Gus brought over his tablet with the schematics of Carone’s yacht, including variations of where Burt told them Carone spent most of his time. Fenric looked over everything carefully. He also named the hotel he was staying at in Monterey.
“The hotel keycard’s in my wallet. It looks like you have everything I could tell you. He likes hanging out on the bridge. The three times I have met with him in person, Fernando took the meeting on the bridge, dressed in a ridiculous white captain’s outfit like he was on the ‘Love Boat’ or something. He keeps a skeleton crew of about fifteen on board all year. They’re handpicked cartel killers, with other skills for crewing a yacht like The Tempest, and handling the Panga boats with whatever transaction’s going on.”
“Good info,” Nick said. “I’m surprised you ever met with him.”
“Yeah… not too smart.

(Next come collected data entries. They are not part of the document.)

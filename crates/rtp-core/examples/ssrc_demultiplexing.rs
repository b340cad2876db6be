//! Example demonstrating SSRC-based demultiplexing
//!
//! This example shows how multiple RTP streams with different SSRCs
//! can be handled within a single RTP session.

use std::net::SocketAddr;
use std::sync::Arc;
use std::time::Duration;
use bytes::Bytes;
use rand::Rng;
use tokio::sync::Mutex;
use tracing::{info, debug};

// Import necessary components from RTP core
use rvoip_rtp_core::{
    RtpSession, RtpSessionConfig, RtpSsrc, RtpTimestamp,
    RtpSessionEvent
};

#[tokio::main]
async fn main() -> Result<(), Box<dyn std::error::Error>> {
    // Initialize logging
    tracing_subscriber::fmt()
        .with_max_level(tracing::Level::DEBUG)
        .init();
    
    info!("RTP SSRC Demultiplexing Example");
    
    // Create two RTP sessions that will communicate with each other
    let addr1 = "127.0.0.1:0".parse::<SocketAddr>().unwrap();
    let addr2 = "127.0.0.1:0".parse::<SocketAddr>().unwrap();
    
    // Configure the first session (receiver)
    let receiver_config = RtpSessionConfig {
        local_addr: addr1,
        remote_addr: None, // Will be set after the sender is created
        ssrc: None, // Generate random SSRC
        payload_type: 96, // Dynamic payload type
        clock_rate: 8000, // 8kHz
        jitter_buffer_size: Some(50),
        max_packet_age_ms: Some(200),
        enable_jitter_buffer: true,
    };
    
    // Create receiver session and wrap in Arc<Mutex<>> for sharing
    let receiver = RtpSession::new(receiver_config).await?;
    let receiver = Arc::new(Mutex::new(receiver));
    
    // Get the local address before moving into the task
    let receiver_addr = {
        let receiver_guard = receiver.lock().await;
        receiver_guard.local_addr()?
    };
    info!("Receiver listening on {}", receiver_addr);
    
    // Subscribe to session events
    let mut event_rx = {
        let receiver_guard = receiver.lock().await;
        receiver_guard.subscribe()
    };
    
    // Configure the sender session
    let sender_config = RtpSessionConfig {
        local_addr: addr2,
        remote_addr: Some(receiver_addr),
        ssrc: None, // Generate random SSRC
        payload_type: 96, // Dynamic payload type
        clock_rate: 8000, // 8kHz
        jitter_buffer_size: Some(50),
        max_packet_age_ms: Some(200),
        enable_jitter_buffer: false, // Sender doesn't need a jitter buffer
    };
    
    // Create sender session
    let mut sender = RtpSession::new(sender_config).await?;
    let sender_addr = sender.local_addr()?;
    info!("Sender bound to {}", sender_addr);
    
    // Set the sender's address as the remote for the receiver
    {
        let mut receiver_guard = receiver.lock().await;
        receiver_guard.set_remote_addr(sender_addr).await;
    }
    
    // Add a small delay to ensure the receiver is fully ready
    tokio::time::sleep(Duration::from_millis(100)).await;
    
    // Get the SSRC of the sender
    let sender_ssrc = sender.get_ssrc();
    info!("Sender SSRC: {:08x}", sender_ssrc);
    
    // Create additional SSRCs for simulating multiple streams
    let mut rng = rand::thread_rng();
    let alt_ssrc1: RtpSsrc = rng.gen();
    let alt_ssrc2: RtpSsrc = rng.gen();
    info!("Additional SSRCs: {:08x}, {:08x}", alt_ssrc1, alt_ssrc2);
    
    // Pre-create streams for the SSRCs in the receiver to ensure they're tracked
    {
        let mut receiver_guard = receiver.lock().await;
        receiver_guard.create_stream_for_ssrc(sender_ssrc).await;
        receiver_guard.create_stream_for_ssrc(alt_ssrc1).await;
        receiver_guard.create_stream_for_ssrc(alt_ssrc2).await;
        
        // Verify streams were created
        let ssrcs = receiver_guard.get_all_ssrcs().await;
        info!("Pre-created streams for SSRCs: {:?}", ssrcs);
    }
    
    // Track how many unique SSRCs we've seen in the receiver task
    let seen_ssrcs_count = Arc::new(Mutex::new(0));
    let seen_ssrcs_count_clone = seen_ssrcs_count.clone();
    
    // Spawn a task to handle received packets and events
    let receiver_clone = receiver.clone();
    let receiver_handle = tokio::spawn(async move {
        let mut packet_count = 0;
        let mut stream_count = 0;
        
        // Keep track of unique SSRCs seen
        let mut seen_ssrcs = std::collections::HashSet::new();
        
        loop {
            tokio::select! {
                event = event_rx.recv() => {
                    match event {
                        Ok(RtpSessionEvent::PacketReceived(packet)) => {
                            packet_count += 1;
                            let packet_ssrc = packet.header.ssrc;
                            
                            debug!("Received packet #{} from SSRC={:08x}: seq={}, ts={}, payload={} bytes",
                                   packet_count, 
                                   packet_ssrc,
                                   packet.header.sequence_number,
                                   packet.header.timestamp,
                                   packet.payload.len());
                        },
                        Ok(RtpSessionEvent::NewStreamDetected { ssrc }) => {
                            // Track if we've seen this SSRC before
                            if seen_ssrcs.insert(ssrc) {
                                info!("Discovered new stream with SSRC={:08x}", ssrc);
                                
                                // Update the counter of seen SSRCs
                                let mut count = seen_ssrcs_count_clone.lock().await;
                                *count = seen_ssrcs.len();
                            }
                        },
                        Ok(RtpSessionEvent::Error(e)) => {
                            info!("Session error: {}", e);
                        },
                        Ok(RtpSessionEvent::Bye { ssrc, reason }) => {
                            info!("Received BYE from SSRC={:08x}, reason: {:?}", ssrc, reason);
                        },
                        Ok(RtpSessionEvent::RtcpSenderReport { ssrc, .. }) => {
                            debug!("Received RTCP SR from SSRC={:08x}", ssrc);
                        },
                        Ok(RtpSessionEvent::RtcpReceiverReport { ssrc, .. }) => {
                            debug!("Received RTCP RR from SSRC={:08x}", ssrc);
                        },
                        Err(e) => {
                            info!("Event channel error: {}", e);
                            break;
                        }
                    }
                },
                _ = tokio::time::sleep(Duration::from_secs(1)) => {
                    // Periodically check all SSRCs directly using the new method
                    let mut receiver_guard = receiver_clone.lock().await;
                    let all_ssrcs = receiver_guard.get_all_ssrcs().await;
                    info!("Currently detected {} SSRCs via get_all_ssrcs()", all_ssrcs.len());
                    
                    // Update our seen count directly from the source of truth
                    for ssrc in &all_ssrcs {
                        if seen_ssrcs.insert(*ssrc) {
                            info!("Discovered new stream with SSRC={:08x} via polling", ssrc);
                        }
                    }
                    
                    // Update the counter
                    let mut count = seen_ssrcs_count_clone.lock().await;
                    *count = seen_ssrcs.len();
                    
                    // Also get the stream count using the old method
                    stream_count = receiver_guard.stream_count().await;
                    info!("Current number of streams via stream_count(): {}", stream_count);
                    
                    // Get information about all streams
                    let all_streams = receiver_guard.get_all_streams().await;
                    for stream in all_streams {
                        info!("Stream SSRC={:08x}: packets={}, lost={}, jitter={}ms",
                             stream.ssrc, stream.packets_received, stream.packets_lost, stream.jitter);
                    }
                }
            }
        }
    });
    
    // Send packets from different SSRCs
    info!("Sending packets from 3 different SSRCs...");
    
    // Send a few packets from the main SSRC
    let mut timestamp = 0;
    for i in 0..5 {
        let payload = Bytes::from(format!("Packet {} from main SSRC", i));
        sender.send_packet(timestamp, payload, false).await?;
        timestamp += 160; // 20ms at 8kHz
        tokio::time::sleep(Duration::from_millis(200)).await;
    }
    
    // Wait a bit before sending from other SSRCs
    tokio::time::sleep(Duration::from_millis(200)).await;
    
    // Create some raw packets with alt_ssrc1
    info!("Sending packets with alternate SSRC1: {:08x}", alt_ssrc1);
    let transport = sender.transport();
    
    // Create and send packets with alt_ssrc1
    timestamp = 0;
    for i in 0..5 {
        let packet = rvoip_rtp_core::RtpPacket::new_with_payload(
            96, 
            i as u16, 
            timestamp, 
            alt_ssrc1, 
            Bytes::from(format!("Packet {} from alt SSRC1", i))
        );
        timestamp += 160;
        
        // Send directly through the transport
        transport.send_rtp(&packet, receiver_addr).await?;
        tokio::time::sleep(Duration::from_millis(200)).await;
    }
    
    // Wait a bit before sending from other SSRCs
    tokio::time::sleep(Duration::from_millis(200)).await;
    
    // Create and send packets with alt_ssrc2
    info!("Sending packets with alternate SSRC2: {:08x}", alt_ssrc2);
    timestamp = 0;
    for i in 0..5 {
        let packet = rvoip_rtp_core::RtpPacket::new_with_payload(
            96, 
            i as u16, 
            timestamp, 
            alt_ssrc2, 
            Bytes::from(format!("Packet {} from alt SSRC2", i))
        );
        timestamp += 160;
        
        // Send directly through the transport
        transport.send_rtp(&packet, receiver_addr).await?;
        tokio::time::sleep(Duration::from_millis(200)).await;
    }
    
    // Wait for all packets to be processed
    // The jitter buffer might delay packet processing, so we'll wait longer
    info!("Waiting for all packets to be processed...");
    
    // Wait up to 10 seconds for all SSRCs to be detected
    let expected_ssrc_count = 3; // We're expecting 3 different SSRCs
    for _ in 0..10 {
        let current_count = *seen_ssrcs_count.lock().await;
        info!("Currently detected {} out of {} expected SSRCs", current_count, expected_ssrc_count);
        
        if current_count >= expected_ssrc_count {
            info!("All expected SSRCs have been detected!");
            break;
        }
        
        tokio::time::sleep(Duration::from_secs(1)).await;
    }
    
    // Give a bit more time for packets to be fully processed through jitter buffers
    tokio::time::sleep(Duration::from_secs(3)).await;
    
    // Check if the streams were properly demultiplexed
    info!("Verifying stream demultiplexing...");
    
    // Create a list of SSRCs to check
    let ssrcs_to_check = vec![sender_ssrc, alt_ssrc1, alt_ssrc2];
    
    // Get information about specific streams with retries
    let mut receiver_guard = receiver.lock().await;
    let mut total_streams_found = 0;
    
    for &ssrc in &ssrcs_to_check {
        if let Some(stream_stats) = receiver_guard.get_stream(ssrc).await {
            info!("Stream with SSRC={:08x} has {} packets received", 
                  stream_stats.ssrc, stream_stats.packets_received);
            total_streams_found += 1;
        } else {
            info!("No stream found for SSRC={:08x}", ssrc);
        }
    }
    
    // Show all streams in case we received unexpected ones
    info!("Listing all {} streams:", receiver_guard.stream_count().await);
    let all_streams = receiver_guard.get_all_streams().await;
    for stream in all_streams {
        info!("Stream SSRC={:08x}: packets={}, lost={}, jitter={}ms",
             stream.ssrc, stream.packets_received, stream.packets_lost, stream.jitter);
    }
    
    // Report success or failure
    if total_streams_found == ssrcs_to_check.len() {
        info!("✅ Success! All {} expected streams were demultiplexed correctly", ssrcs_to_check.len());
    } else {
        info!("⚠️ Warning: Only found {} out of {} expected streams", 
             total_streams_found, ssrcs_to_check.len());
    }
    
    // Close the sessions
    sender.close().await?;
    receiver_guard.close().await?;
    
    // Cancel the receiver task
    receiver_handle.abort();
    
    info!("Example completed successfully");
    Ok(())
}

I was getting careless. I should have retired with my money but I’m a psycho. Sooner or later I would have killed someone… just for the hell of it.”
Nick chuckled. “We don’t retire well. What would you like? I have a hotshot of heroin or I can give you the usual instant mix.”

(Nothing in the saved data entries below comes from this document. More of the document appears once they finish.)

//! # SIP Authentication Challenge
//!
//! This module defines the Challenge type used in WWW-Authenticate and Proxy-Authenticate headers.

use std::fmt;
use std::str::FromStr;
use serde::{Deserialize, Serialize};
use crate::error::{Error, Result};
use crate::types::auth::params::{
    parse_digest_param, parse_param_pair, split_top_level_commas, AuthParam, DigestParam,
};

/// Represents a challenge (WWW-Authenticate, Proxy-Authenticate)
///
/// A challenge is sent by a server in 401 Unauthorized or 407 Proxy Authentication Required
/// responses to request authentication from a client. Challenges can use different
/// authentication schemes, with Digest being the most common in SIP.
#[derive(Debug, Clone, PartialEq, Serialize, Deserialize)]
pub enum Challenge {
    /// Digest authentication challenge with associated parameters
    Digest { params: Vec<DigestParam> },
    /// Basic authentication challenge (typically just realm)
    Basic { params: Vec<AuthParam> }, // Typically just realm
    /// Bearer authentication challenge (RFC 8898)
    Bearer { 
        /// The authentication realm
        realm: String,
        /// Optional scope requirement
        scope: Option<String>,
        /// Optional error code
        error: Option<String>,
        /// Optional error description
        error_description: Option<String>,
    },
    /// Other authentication scheme challenges
    Other { scheme: String, params: Vec<AuthParam> },
}

impl fmt::Display for Challenge {
    fn fmt(&self, f: &mut fmt::Formatter<'_>) -> fmt::Result {
        match self {
            Challenge::Digest { params } => {
                write!(f, "Digest ")?;
                let params_str = params.iter().map(|p| p.to_string()).collect::<Vec<_>>().join(", ");
                write!(f, "{}", params_str)
            },
            Challenge::Basic { params } => {
                 write!(f, "Basic ")?;
                 let params_str = params.iter().map(|p| p.to_string()).collect::<Vec<_>>().join(", ");
                 write!(f, "{}", params_str)
            },
            Challenge::Bearer { realm, scope, error, error_description } => {
                write!(f, "Bearer realm=\"{}\"", realm)?;
                if let Some(scope) = scope {
                    write!(f, ", scope=\"{}\"", scope)?;
                }
                if let Some(error) = error {
                    write!(f, ", error=\"{}\"", error)?;
                }
                if let Some(error_desc) = error_description {
                    write!(f, ", error_description=\"{}\"", error_desc)?;
                }
                Ok(())
            },
            Challenge::Other { scheme, params } => {
                write!(f, "{} ", scheme)?;
                let params_str = params.iter().map(|p| p.to_string()).collect::<Vec<_>>().join(", ");
                write!(f, "{}", params_str)
            }
        }
    }
}

impl FromStr for Challenge {
    type Err = Error;

    /// Parses a single challenge (`scheme param=value, param=value, ...`).
    /// A `WWW-Authenticate` header offering several schemes at once is
    /// unusual in practice; this takes the whole value as one challenge.
    fn from_str(s: &str) -> Result<Self> {
        let s = s.trim();
        let (scheme, rest) = s
            .split_once(char::is_whitespace)
            .ok_or_else(|| Error::ParseError(format!("malformed challenge: {}", s)))?;
        let rest = rest.trim_start();
        match scheme.to_ascii_lowercase().as_str() {
            "digest" => {
                let params = split_top_level_commas(rest)
                    .into_iter()
                    .map(|p| {
                        let (name, value) = parse_param_pair(p)
                            .ok_or_else(|| Error::ParseError(format!("malformed digest param: {}", p)))?;
                        parse_digest_param(name, value, false)
                    })
                    .collect::<Result<Vec<_>>>()?;
                Ok(Challenge::Digest { params })
            }
            "basic" => {
                let params = split_top_level_commas(rest)
                    .into_iter()
                    .map(|p| {
                        let (name, value) = parse_param_pair(p)
                            .ok_or_else(|| Error::ParseError(format!("malformed auth param: {}", p)))?;
                        Ok(AuthParam { name: name.to_string(), value: value.to_string() })
                    })
                    .collect::<Result<Vec<_>>>()?;
                Ok(Challenge::Basic { params })
            }
            "bearer" => {
                let mut realm = String::new();
                let mut scope = None;
                let mut error = None;
                let mut error_description = None;
                for p in split_top_level_commas(rest) {
                    if let Some((name, value)) = parse_param_pair(p) {
                        match name.to_ascii_lowercase().as_str() {
                            "realm" => realm = value.to_string(),
                            "scope" => scope = Some(value.to_string()),
                            "error" => error = Some(value.to_string()),
                            "error_description" => error_description = Some(value.to_string()),
                            _ => {}
                        }
                    }
                }
                Ok(Challenge::Bearer { realm, scope, error, error_description })
            }
            _ => {
                let params = split_top_level_commas(rest)
                    .into_iter()
                    .map(|p| {
                        let (name, value) = parse_param_pair(p)
                            .ok_or_else(|| Error::ParseError(format!("malformed auth param: {}", p)))?;
                        Ok(AuthParam { name: name.to_string(), value: value.to_string() })
                    })
                    .collect::<Result<Vec<_>>>()?;
                Ok(Challenge::Other { scheme: scheme.to_string(), params })
            }
        }
    }
}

“Oh man… give me the H. That would be great. You guys really do some nice work. I saw the Ohio Isis cell video with the guy dancing around in front of the hangar before you blew it to hell and gone. The Middle East fruit-loops I was stuck with at the time thought it was fake. I knew better. Well… good to meet you, Nick. Shoot me up, brother.”

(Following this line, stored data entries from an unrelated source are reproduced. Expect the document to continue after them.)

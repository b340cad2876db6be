//! SRTP Configuration
//!
//! This module provides API types and utilities for SRTP (Secure RTP) configuration.

use crate::srtp::{
    SrtpCryptoSuite, SrtpCryptoKey, SrtpEncryptionAlgorithm, SrtpAuthenticationAlgorithm,
    SRTP_AES128_CM_SHA1_80, SRTP_AES128_CM_SHA1_32, SRTP_AEAD_AES_128_GCM, SRTP_AEAD_AES_256_GCM,
    SRTP_NULL_NULL
};

use crate::api::common::config::SrtpProfile;
use crate::api::common::error::MediaTransportError;

/// SRTP configuration for the API layer
#[derive(Debug, Clone)]
pub struct SrtpConfig {
    /// SRTP profile to use
    pub profile: SrtpProfile,
    
    /// Master key (if using pre-shared keys)
    pub master_key: Option<Vec<u8>>,
    
    /// Master salt (if using pre-shared keys)
    pub master_salt: Option<Vec<u8>>,
    
    /// Key derivation rate (0 means no rekeying)
    pub key_derivation_rate: u64,
    
    /// Allow unprotected SRTP (for interoperability with unsecured endpoints)
    pub allow_unprotected: bool,
}

impl Default for SrtpConfig {
    fn default() -> Self {
        Self {
            profile: SrtpProfile::AesCm128HmacSha1_80,
            master_key: None,
            master_salt: None,
            key_derivation_rate: 0,
            allow_unprotected: false,
        }
    }
}

impl SrtpConfig {
    /// Create an SRTP configuration with the specified profile
    pub fn with_profile(profile: SrtpProfile) -> Self {
        Self {
            profile,
            ..Default::default()
        }
    }
    
    /// Set the master key and salt
    pub fn with_key_material(mut self, key: Vec<u8>, salt: Vec<u8>) -> Self {
        self.master_key = Some(key);
        self.master_salt = Some(salt);
        self
    }
    
    /// Set the key derivation rate
    pub fn with_key_derivation_rate(mut self, rate: u64) -> Self {
        self.key_derivation_rate = rate;
        self
    }
    
    /// Allow unprotected SRTP (for interoperability)
    pub fn allow_unprotected(mut self, allow: bool) -> Self {
        self.allow_unprotected = allow;
        self
    }
    
    /// Convert API SrtpProfile to internal SrtpCryptoSuite
    pub fn to_crypto_suite(&self) -> SrtpCryptoSuite {
        match self.profile {
            SrtpProfile::AesCm128HmacSha1_80 => SRTP_AES128_CM_SHA1_80,
            SrtpProfile::AesCm128HmacSha1_32 => SRTP_AES128_CM_SHA1_32,
            SrtpProfile::AesGcm128 => SRTP_AEAD_AES_128_GCM,
            SrtpProfile::AesGcm256 => SRTP_AEAD_AES_256_GCM,
        }
    }
    
    /// Create an SrtpCryptoKey from this configuration
    pub fn to_crypto_key(&self) -> Result<SrtpCryptoKey, MediaTransportError> {
        match (&self.master_key, &self.master_salt) {
            (Some(key), Some(salt)) => {
                let key_clone = key.clone();
                let salt_clone = salt.clone();
                Ok(SrtpCryptoKey::new(key_clone, salt_clone))
            },
            _ => Err(MediaTransportError::ConfigError(
                "Missing SRTP master key or salt".to_string()
            )),
        }
    }
    
    /// Create a base64 encoded key+salt for SDP (RFC 4568)
    pub fn to_base64_keysalt(&self) -> Result<String, MediaTransportError> {
        match (&self.master_key, &self.master_salt) {
            (Some(key), Some(salt)) => {
                let mut combined = Vec::with_capacity(key.len() + salt.len());
                combined.extend_from_slice(key);
                combined.extend_from_slice(salt);
                Ok(base64::encode(&combined))
            },
            _ => Err(MediaTransportError::ConfigError(
                "Missing SRTP master key or salt".to_string()
            )),
        }
    }
    
    /// Parse a base64 encoded key+salt (as used in SDP)
    pub fn from_base64(data: &str) -> Result<Self, MediaTransportError> {
        let decoded = base64::decode(data)
            .map_err(|e| MediaTransportError::ConfigError(
                format!("Failed to decode base64 key: {}", e)
            ))?;
        
        // Typical format is 30 bytes = 16 bytes key + 14 bytes salt
        if decoded.len() < 16 {
            return Err(MediaTransportError::ConfigError(
                "Key material too short".to_string()
            ));
        }
        
        // Split into key and salt
        let key = decoded[0..16].to_vec();
        let salt = if decoded.len() > 16 {
            decoded[16..].to_vec()
        } else {
            Vec::new()
        };
        
        Ok(Self {
            profile: SrtpProfile::AesCm128HmacSha1_80, // Default profile
            master_key: Some(key),
            master_salt: Some(salt),
            key_derivation_rate: 0,
            allow_unprotected: false,
        })
    }
    
    /// Get the crypto suite name for SDP (RFC 4568)
    pub fn get_crypto_name(&self) -> &'static str {
        match self.profile {
            SrtpProfile::AesCm128HmacSha1_80 => "AES_CM_128_HMAC_SHA1_80",
            SrtpProfile::AesCm128HmacSha1_32 => "AES_CM_128_HMAC_SHA1_32",
            SrtpProfile::AesGcm128 => "AEAD_AES_128_GCM",
            SrtpProfile::AesGcm256 => "AEAD_AES_256_GCM",
        }
    }
    
    /// Create SDP crypto line (RFC 4568)
    pub fn to_sdp_crypto_line(&self) -> Result<String, MediaTransportError> {
        let base64_key = self.to_base64_keysalt()?;
        let crypto_name = self.get_crypto_name();
        
        if self.key_derivation_rate > 0 {
            Ok(format!("1 {} inline:{} KDR={}", crypto_name, base64_key, self.key_derivation_rate))
        } else {
            Ok(format!("1 {} inline:{}", crypto_name, base64_key))
        }
    }
    
    /// Parse SDP crypto line (RFC 4568)
    pub fn from_sdp_crypto_line(line: &str) -> Result<Self, MediaTransportError> {
        // Simplified parsing for crypto line, e.g.:
        // "1 AES_CM_128_HMAC_SHA1_80 inline:d0RmdmcmVCspeEc3QGZiNWpVLFJhQX1cfHAwJSoj|2^20|1:32"
        
        let parts: Vec<&str> = line.split_whitespace().collect();
        if parts.len() < 3 {
            return Err(MediaTransportError::ConfigError(
                "Invalid crypto line format".to_string()
            ));
        }
        
        // Get profile
        let profile = match parts[1] {
            "AES_CM_128_HMAC_SHA1_80" => SrtpProfile::AesCm128HmacSha1_80,
            "AES_CM_128_HMAC_SHA1_32" => SrtpProfile::AesCm128HmacSha1_32,
            "AEAD_AES_128_GCM" => SrtpProfile::AesGcm128,
            "AEAD_AES_256_GCM" => SrtpProfile::AesGcm256,
            _ => return Err(MediaTransportError::ConfigError(
                format!("Unsupported crypto suite: {}", parts[1])
            )),
        };
        
        // Parse key info
        let key_parts: Vec<&str> = parts[2].split(':').collect();
        if key_parts.len() < 2 || key_parts[0] != "inline" {
            return Err(MediaTransportError::ConfigError(
                "Invalid key format".to_string()
            ));
        }
        
        // Extract base64 key
        let base64_key = key_parts[1].split('|').next().unwrap_or("");
        
        // Parse KDR if present
        let mut kdr = 0;
        for part in &parts[3..] {
            if part.starts_with("KDR=") {
                if let Ok(value) = part[4..].parse::<u64>() {
                    kdr = value;
                }
            }
        }
        
        // Create config from base64 key
        let mut config = Self::from_base64(base64_key)?;
        config.profile = profile;
        config.key_derivation_rate = kdr;
        
        Ok(config)
    }
}

/// Information about an SRTP context
#[derive(Debug, Clone)]
pub struct SrtpContextInfo {
    /// The profile being used
    pub profile: SrtpProfile,
    
    /// Algorithm name as string
    pub algorithm_name: String,
    
    /// Key size in bytes
    pub key_size: usize,
    
    /// Salt size in bytes
    pub salt_size: usize,
    
    /// Whether the context is ready for use
    pub is_ready: bool,
}

/// Create an SRTP context from configuration
/// 
/// This is intentionally a free function rather than a method to maintain proper API boundaries.
/// It hides the internal SRTP implementation and returns the raw SrtpContext that the existing
/// code uses. Eventually, we should create a proper abstraction layer with interfaces.
pub fn create_srtp_context(config: &SrtpConfig) -> Result<crate::srtp::SrtpContext, MediaTransportError> {
    // Create crypto suite from profile
    let suite = config.to_crypto_suite();
    
    // Create crypto key from master key/salt
    let key = config.to_crypto_key()?;
    
    // Create SRTP context
    crate::srtp::SrtpContext::new(suite, key)
        .map_err(|e| MediaTransportError::Security(format!("Failed to create SRTP context: {}", e)))
}

/// Get information about an SRTP context
/// 
/// This is a utility function to extract displayable information from an internal SrtpContext
/// without exposing its implementation details.
pub fn get_srtp_context_info(context: &crate::srtp::SrtpContext) -> SrtpContextInfo {
    // Determine the profile based on parameters
    let (profile, algorithm_name) = match context.get_crypto_params() {
        (alg, auth) => {
            match (alg, auth) {
                (SrtpEncryptionAlgorithm::AesCm128, SrtpAuthenticationAlgorithm::HmacSha1_80) => 
                    (SrtpProfile::AesCm128HmacSha1_80, "AES_CM_128_HMAC_SHA1_80"),
                (SrtpEncryptionAlgorithm::AesCm128, SrtpAuthenticationAlgorithm::HmacSha1_32) => 
                    (SrtpProfile::AesCm128HmacSha1_32, "AES_CM_128_HMAC_SHA1_32"),
                (SrtpEncryptionAlgorithm::AesGcm128, _) => 
                    (SrtpProfile::AesGcm128, "AEAD_AES_128_GCM"),
                (SrtpEncryptionAlgorithm::AesGcm256, _) => 
                    (SrtpProfile::AesGcm256, "AEAD_AES_256_GCM"),
                _ => (SrtpProfile::AesCm128HmacSha1_80, "UNKNOWN"),
            }
        }
    };
    
    // Extract key and salt information
    let key_size = context.get_key_size();
    let salt_size = context.get_salt_size();
    
    SrtpContextInfo {
        profile,
        algorithm_name: algorithm_name.to_string(),
        key_size,
        salt_size,
        is_ready: key_size > 0 && salt_size > 0,
    }
}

“I’ll see you soon, brother.” Nick gave him the heroin death dose.
“I hope not… ahhhhhhh…,” Fenric’s eyes closed as he smiled a final time. “It’s going to be hot where I’m…”
Nick unstrapped Ballesteros, allowing the fading assassin to lie without restraints in the final moments. “Fen went with his boots on. We’ll need to go collect his stuff before we call it a day. I think it may be a good time for Ebi Zarin and his lovely wife to get decked out in traditional cave dweller Islamic garb for confiscation of Fen’s earthly goods, at least his electronic ones.”
“Good idea, Muerto. Maybe we will be done in time to watch the sunrise at Otter’s Point,” Johnny said.
“With a bit of Irish?”
“Of course, Payaso,” Johnny answered. “We had a very good day and night. I am glad Fen decided to cooperate, even though I didn’t get to do a movie.”
Cala grasped Nick’s arm before he and Gus lifted Fen into a body-bag. “Did you think of letting him go, Muerto?”
“Not for a second,” Nick answered. “He would have killed all of us at the first opportunity. Fen wasn’t a lost puppy we were putting down at the pound. He was a top echelon killer. We don’t forgive and forget.”
“You spared Johnny.”
“I needed Johnny. Also, he didn’t kill families. Besides, I liked him.”
“I was recruited as a soldier of Allah,” Johnny added. “They wanted me to be a murderer. We were not being persecuted. A few of the believers asked me when I hid out in their mosque why I was a terrorist. They did not dare ask anyone else, but I seemed more open. I told them I served Allah to keep Islam free. They would whisper, ‘but we are free here’. The longer I stayed, the more disillusioned I became. I became angry with the quiet believers who said nothing. I asked them why if they thought what we were doing was wrong… then why did they not speak out. They were too frightened. I grew up in a small village. Sharia Law was meaningless there. I learned the true face Sharia Law shows in secret, with honor killings, female subjugation and mutilation, stonings, murders, suicidal death on a whim while Islam’s leaders live like kings.”
Johnny drew Cala into his embrace. “I will die before I allow such blasphemy here. If Cala is approached even one more time by her idiot Kader family, I will hunt them down like the jackals they are. I will do El Kabong movies of each death.”